Thursday, July 19, 2012
Moo, Neigh, Baa and other sounds
It's been a while since I wrote about the boys; where they are right now. Often I feel overwhelmed by them, they are so full of life and their ownness. These last few days have been no exception. I find the most unexpected thing about parenting two little souls is that it is almost impossible to make them both satisfied at once. (Notice I didn't bother to say happy, please!) When I get one a cracker and he seems placated the other takes exception to the sun in his eyes or some other random/freak occurrence and here we go again.
So often I'm just trying to keep some variant of peace in the chaos and remember the help that a laugh and tickle can have to remedy most situations.

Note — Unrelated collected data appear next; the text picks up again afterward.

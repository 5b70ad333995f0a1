//! Error types for prompt loading and indexing

use std::path::PathBuf;
use thiserror::Error;

use crate::format::FileFormat;

/// Result alias used throughout the library
pub type Result<T, E = PromptError> = std::result::Result<T, E>;

/// Errors that can occur while parsing, indexing or looking up prompts
#[derive(Debug, Error)]
pub enum PromptError {
    #[error("Prompt {location} does not exist")]
    NotFound { location: String },

    #[error("Invalid location '{0}': expected 'name' or 'application/name'")]
    InvalidLocationString(String),

    #[error("Invalid source {path}: {reason}")]
    InvalidSource { path: PathBuf, reason: String },

    #[error("Unsupported revision '{revision}': {reason}")]
    UnsupportedRevision { revision: String, reason: String },

    #[error("Malformed {format} content: {reason}")]
    MalformedContent { format: FileFormat, reason: String },

    #[error("Invalid role '{0}', expected one of: system, user, human, model, ai")]
    InvalidRole(String),

    #[error("Invalid template: {0}")]
    InvalidTemplate(String),

    #[error("Invalid prompt record: {0}")]
    InvalidRecord(String),

    #[error("{path}")]
    InFile {
        path: String,
        #[source]
        source: Box<PromptError>,
    },

    #[error("Failed to materialize {url}: {reason}")]
    Materialize { url: String, reason: String },

    #[error("IO error: {0}")]
    Io(#[from] std::io::Error),

    #[error("Git error: {0}")]
    Git(#[from] git2::Error),
}

impl PromptError {
    /// Attach the source file path to an error raised while loading that file
    pub fn in_file(path: impl Into<String>, err: PromptError) -> Self {
        Self::InFile {
            path: path.into(),
            source: Box::new(err),
        }
    }

    /// The underlying error with any file-path context stripped
    pub fn root(&self) -> &PromptError {
        match self {
            Self::InFile { source, .. } => source.root(),
            other => other,
        }
    }

    /// Check if this is a lookup miss
    pub fn is_not_found(&self) -> bool {
        matches!(self.root(), Self::NotFound { .. })
    }
}

#[cfg(test)]
mod tests {
    use super::*;

    #[test]
    fn test_in_file_message_is_path_with_cause_chained() {
        let err = PromptError::in_file("pirates/first.json", PromptError::InvalidRole("robot".to_string()));

        assert_eq!(err.to_string(), "pirates/first.json");
        let cause = std::error::Error::source(&err).unwrap().to_string();
        assert!(cause.contains("robot"));
    }

    #[test]
    fn test_root_unwraps_nested_context() {
        let err = PromptError::in_file(
            "a.md",
            PromptError::in_file("b.md", PromptError::InvalidRecord("missing content".to_string())),
        );

        assert!(matches!(err.root(), PromptError::InvalidRecord(_)));
    }

    #[test]
    fn test_is_not_found() {
        let err = PromptError::NotFound {
            location: "pirates/first".to_string(),
        };
        assert!(err.is_not_found());
        assert!(!PromptError::InvalidLocationString("a/b/c".to_string()).is_not_found());
    }
}
//! Remote repositories
//!
//! A remote address is cloned into a private temporary directory which is
//! then opened like any local repository. The directory lives exactly as
//! long as the returned [`TempDir`].

use std::path::Path;

use tempfile::TempDir;
use tracing::{debug, info};

use crate::error::{PromptError, Result};

/// Produces a local copy of a remote repository
pub trait Materializer {
    /// Populate `dest` (an existing, empty directory) from `url`
    fn materialize(&self, url: &str, dest: &Path) -> Result<()>;
}

/// Full clone through libgit2
#[derive(Debug, Clone, Copy, Default)]
pub struct GitCloner;

impl Materializer for GitCloner {
    fn materialize(&self, url: &str, dest: &Path) -> Result<()> {
        debug!(%url, ?dest, "GitCloner::materialize: called");
        git2::Repository::clone(url, dest).map_err(|e| PromptError::Materialize {
            url: url.to_string(),
            reason: e.message().to_string(),
        })?;
        Ok(())
    }
}

/// Materialize `url` into a fresh temporary directory
///
/// On failure the directory is removed before the error is returned.
pub fn checkout(url: &str, materializer: &dyn Materializer) -> Result<TempDir> {
    let dir = tempfile::Builder::new().prefix("promptrepo-").tempdir()?;
    info!("Fetching {} into {}", url, dir.path().display());
    materializer.materialize(url, dir.path())?;
    Ok(dir)
}

#[cfg(test)]
mod tests {
    use super::*;
    use std::cell::RefCell;
    use std::fs;
    use std::path::PathBuf;

    struct FailingMaterializer {
        dest: RefCell<Option<PathBuf>>,
    }

    impl Materializer for FailingMaterializer {
        fn materialize(&self, url: &str, dest: &Path) -> Result<()> {
            fs::write(dest.join("partial.txt"), "half").unwrap();
            *self.dest.borrow_mut() = Some(dest.to_path_buf());
            Err(PromptError::Materialize {
                url: url.to_string(),
                reason: "network unreachable".to_string(),
            })
        }
    }

    #[test]
    fn test_checkout_failure_removes_directory() {
        let materializer = FailingMaterializer {
            dest: RefCell::new(None),
        };
        let err = checkout("https://example.invalid/repo.git", &materializer).unwrap_err();
        assert!(matches!(err, PromptError::Materialize { .. }));

        let dest = materializer.dest.borrow().clone().unwrap();
        assert!(!dest.exists());
    }

    #[test]
    fn test_git_cloner_local_url() {
        let upstream = TempDir::new().unwrap();
        let repo = git2::Repository::init(upstream.path()).unwrap();
        fs::write(upstream.path().join("a.txt"), "hello").unwrap();
        let mut idx = repo.index().unwrap();
        idx.add_path(Path::new("a.txt")).unwrap();
        idx.write().unwrap();
        let tree = repo.find_tree(idx.write_tree().unwrap()).unwrap();
        let sig = git2::Signature::now("Tester", "tester@example.com").unwrap();
        repo.commit(Some("HEAD"), &sig, &sig, "init", &tree, &[]).unwrap();

        let url = format!("file://{}", upstream.path().display());
        let dir = checkout(&url, &GitCloner).unwrap();
        assert_eq!(fs::read_to_string(dir.path().join("a.txt")).unwrap(), "hello");

        let path = dir.path().to_path_buf();
        drop(dir);
        assert!(!path.exists());
    }

    #[test]
    fn test_git_cloner_bad_url() {
        let missing = TempDir::new().unwrap();
        let url = format!("file://{}", missing.path().join("nope").display());
        let err = checkout(&url, &GitCloner).unwrap_err();
        assert!(matches!(err, PromptError::Materialize { ref url, .. } if url.ends_with("nope")));
    }
}
//! Prompt file formats
//!
//! Each format decodes raw file content into a flat [`FieldMap`] whose keys
//! are prompt record field names. Dispatch is by file extension through a
//! [`ParserTable`]; an unknown or missing extension falls back to plain text.
//!
//! | Extension | Format |
//! |---|---|
//! | `txt` | whole file is the prompt content |
//! | `json` | top-level object |
//! | `yaml`, `yml` | top-level mapping |
//! | `md`, `markdown` | heading-delimited sections, see [`markdown`] |

pub mod markdown;

use std::collections::BTreeMap;
use std::fmt;
use std::path::Path;

use serde_json::Value;
use tracing::debug;

use crate::error::{PromptError, Result};

pub use markdown::parse_markdown;

/// Decoded fields of one prompt file
pub type FieldMap = serde_json::Map<String, Value>;

/// Decoder from file content to fields
pub type ParseFn = fn(&str) -> Result<FieldMap>;

/// Built-in formats
#[derive(Debug, Clone, Copy, PartialEq, Eq, Hash)]
pub enum FileFormat {
    Text,
    Json,
    Yaml,
    Markdown,
}

const BUILTIN_EXTENSIONS: &[(&str, FileFormat)] = &[
    ("txt", FileFormat::Text),
    ("json", FileFormat::Json),
    ("yaml", FileFormat::Yaml),
    ("yml", FileFormat::Yaml),
    ("md", FileFormat::Markdown),
    ("markdown", FileFormat::Markdown),
];

impl FileFormat {
    /// Look up a built-in format by extension (case-insensitive, no dot)
    pub fn from_extension(ext: &str) -> Option<Self> {
        let ext = ext.to_lowercase();
        BUILTIN_EXTENSIONS.iter().find(|(e, _)| *e == ext).map(|(_, f)| *f)
    }

    /// Built-in format for a path, plain text when the extension is unknown
    pub fn for_path(path: impl AsRef<Path>) -> Self {
        extension(path.as_ref())
            .and_then(|ext| Self::from_extension(&ext))
            .unwrap_or(Self::Text)
    }

    pub fn parser(self) -> ParseFn {
        match self {
            Self::Text => parse_text,
            Self::Json => parse_json,
            Self::Yaml => parse_yaml,
            Self::Markdown => parse_markdown,
        }
    }

    pub fn parse(self, content: &str) -> Result<FieldMap> {
        (self.parser())(content)
    }
}

impl fmt::Display for FileFormat {
    fn fmt(&self, f: &mut fmt::Formatter<'_>) -> fmt::Result {
        let name = match self {
            Self::Text => "text",
            Self::Json => "JSON",
            Self::Yaml => "YAML",
            Self::Markdown => "markdown",
        };
        write!(f, "{}", name)
    }
}

/// Plain text: the entire content is the prompt, verbatim
pub fn parse_text(content: &str) -> Result<FieldMap> {
    let mut fields = FieldMap::new();
    fields.insert("content".to_string(), Value::String(content.to_string()));
    Ok(fields)
}

pub fn parse_json(content: &str) -> Result<FieldMap> {
    let value: Value = serde_json::from_str(content).map_err(|e| malformed(FileFormat::Json, e))?;
    into_fields(FileFormat::Json, value)
}

pub fn parse_yaml(content: &str) -> Result<FieldMap> {
    let value: Value = serde_yaml::from_str(content).map_err(|e| malformed(FileFormat::Yaml, e))?;
    into_fields(FileFormat::Yaml, value)
}

fn into_fields(format: FileFormat, value: Value) -> Result<FieldMap> {
    match value {
        Value::Object(fields) => Ok(fields),
        other => Err(malformed(
            format,
            format!("expected a mapping at the top level, found {}", kind(&other)),
        )),
    }
}

fn kind(value: &Value) -> &'static str {
    match value {
        Value::Null => "nothing",
        Value::Bool(_) => "a boolean",
        Value::Number(_) => "a number",
        Value::String(_) => "a string",
        Value::Array(_) => "a list",
        Value::Object(_) => "a mapping",
    }
}

pub(crate) fn malformed(format: FileFormat, reason: impl ToString) -> PromptError {
    PromptError::MalformedContent {
        format,
        reason: reason.to_string(),
    }
}

/// Extension to decoder mapping
///
/// The default table holds the built-in formats. Extra extensions can be
/// registered; registered extensions also make files candidates when
/// enumerating a git tree.
#[derive(Debug, Clone)]
pub struct ParserTable {
    parsers: BTreeMap<String, ParseFn>,
}

impl Default for ParserTable {
    fn default() -> Self {
        let parsers = BUILTIN_EXTENSIONS
            .iter()
            .map(|(ext, format)| (ext.to_string(), format.parser()))
            .collect();
        Self { parsers }
    }
}

impl ParserTable {
    /// Register (or replace) the decoder for an extension
    pub fn register(mut self, ext: &str, parser: ParseFn) -> Self {
        self.parsers.insert(ext.trim_start_matches('.').to_lowercase(), parser);
        self
    }

    pub fn extensions(&self) -> impl Iterator<Item = &str> {
        self.parsers.keys().map(String::as_str)
    }

    /// Whether the path has an extension with a registered decoder
    pub fn recognizes(&self, path: impl AsRef<Path>) -> bool {
        extension(path.as_ref()).is_some_and(|ext| self.parsers.contains_key(&ext))
    }

    /// Decoder for a path, falling back to plain text
    pub fn parser_for(&self, path: impl AsRef<Path>) -> ParseFn {
        extension(path.as_ref())
            .and_then(|ext| self.parsers.get(&ext).copied())
            .unwrap_or(parse_text)
    }

    pub fn parse(&self, path: impl AsRef<Path>, content: &str) -> Result<FieldMap> {
        let path = path.as_ref();
        debug!(?path, "ParserTable::parse: called");
        (self.parser_for(path))(content)
    }
}

fn extension(path: &Path) -> Option<String> {
    path.extension().and_then(|e| e.to_str()).map(str::to_lowercase)
}
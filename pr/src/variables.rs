//! Template variable extraction
//!
//! Templates use `str.format`-style replacement fields:
//! `{name}`, `{name!r}`, `{name:>10}`, `{name:{width}}`, with `{{` and `}}`
//! as literal braces. The variable is the field's argument name, so
//! `{user.name}` and `{items[0]}` yield `user` and `items`. Empty (`{}`) and
//! positional (`{0}`) fields are not variables.

use std::collections::HashSet;
use std::iter::Peekable;
use std::str::Chars;

use tracing::debug;

use crate::error::{PromptError, Result};

/// Nesting allowed inside a format spec, matching `str.format`
const MAX_SPEC_DEPTH: usize = 1;

/// Extract distinct variable names from one or more templates
///
/// Names are returned in first-occurrence order across all texts, in the
/// order the texts are given.
pub fn extract_variables<'a, I>(texts: I) -> Result<Vec<String>>
where
    I: IntoIterator<Item = &'a str>,
{
    let mut collector = Collector::default();
    for text in texts {
        collector.scan(text)?;
    }
    debug!(count = collector.names.len(), "extract_variables: done");
    Ok(collector.names)
}

#[derive(Default)]
struct Collector {
    seen: HashSet<String>,
    names: Vec<String>,
}

impl Collector {
    fn scan(&mut self, text: &str) -> Result<()> {
        let mut chars = text.chars().peekable();
        while let Some(c) = chars.next() {
            match c {
                '{' if chars.peek() == Some(&'{') => {
                    chars.next();
                }
                '{' => self.replacement_field(&mut chars, 0)?,
                '}' if chars.peek() == Some(&'}') => {
                    chars.next();
                }
                '}' => return Err(invalid("single '}' encountered in format string")),
                _ => {}
            }
        }
        Ok(())
    }

    /// Parse one field after its opening brace, through its closing brace
    fn replacement_field(&mut self, chars: &mut Peekable<Chars<'_>>, depth: usize) -> Result<()> {
        let mut field = String::new();
        loop {
            match chars.next() {
                None => return Err(invalid("expected '}' before end of string")),
                Some('{') => return Err(invalid("unexpected '{' in field name")),
                Some('[') => {
                    field.push('[');
                    loop {
                        match chars.next() {
                            None => return Err(invalid("missing ']' in format string")),
                            Some(']') => {
                                field.push(']');
                                break;
                            }
                            Some(c) => field.push(c),
                        }
                    }
                }
                Some('}') => {
                    self.record(&field);
                    return Ok(());
                }
                Some('!') => {
                    self.record(&field);
                    if chars.next().is_none() {
                        return Err(invalid("end of string while looking for conversion specifier"));
                    }
                    return match chars.next() {
                        Some('}') => Ok(()),
                        Some(':') => self.format_spec(chars, depth),
                        _ => Err(invalid("expected ':' after conversion specifier")),
                    };
                }
                Some(':') => {
                    self.record(&field);
                    return self.format_spec(chars, depth);
                }
                Some(c) => field.push(c),
            }
        }
    }

    fn format_spec(&mut self, chars: &mut Peekable<Chars<'_>>, depth: usize) -> Result<()> {
        loop {
            match chars.next() {
                None => return Err(invalid("expected '}' before end of string")),
                Some('}') => return Ok(()),
                Some('{') => {
                    if depth >= MAX_SPEC_DEPTH {
                        return Err(invalid("max string recursion exceeded"));
                    }
                    self.replacement_field(chars, depth + 1)?;
                }
                Some(_) => {}
            }
        }
    }

    fn record(&mut self, field: &str) {
        let arg = field.split(['.', '[']).next().unwrap_or_default();
        if arg.is_empty() || arg.chars().all(|c| c.is_ascii_digit()) {
            return;
        }
        if self.seen.insert(arg.to_string()) {
            self.names.push(arg.to_string());
        }
    }
}

fn invalid(reason: &str) -> PromptError {
    PromptError::InvalidTemplate(reason.to_string())
}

Kyan, at over 4 and a half is full of questions, imagination and self-expression. His days are filled with play including various t.v. characters or building elaborate train tracks. He sings lots, loudly and has become a proud big brother explaining to everyone who his brother is. Colouring is a daily activity too. I marvel at his sweetness and how that manifests in him. Contrasted by his not so sweet self on other occasions I've noticed that 4 is an age of opposites and defining self through lots of push and pull. Be near me, now let me go type thing.
Elliott at 16 months is busy. Words are coming and each week he has a new sound to try out. First of the animal sounds was moo, last week neigh and today we moved on to baa. Going out in public is challenging. Screams and screeches replace any language inroads we've made and often results in difficult tantrums. This guy likes animals and music and, lucky for us, trains. His teeth are almost done coming in and I still hold out hope that when they are done it will mean he sleeps longer. Weaning is slow but happening as well.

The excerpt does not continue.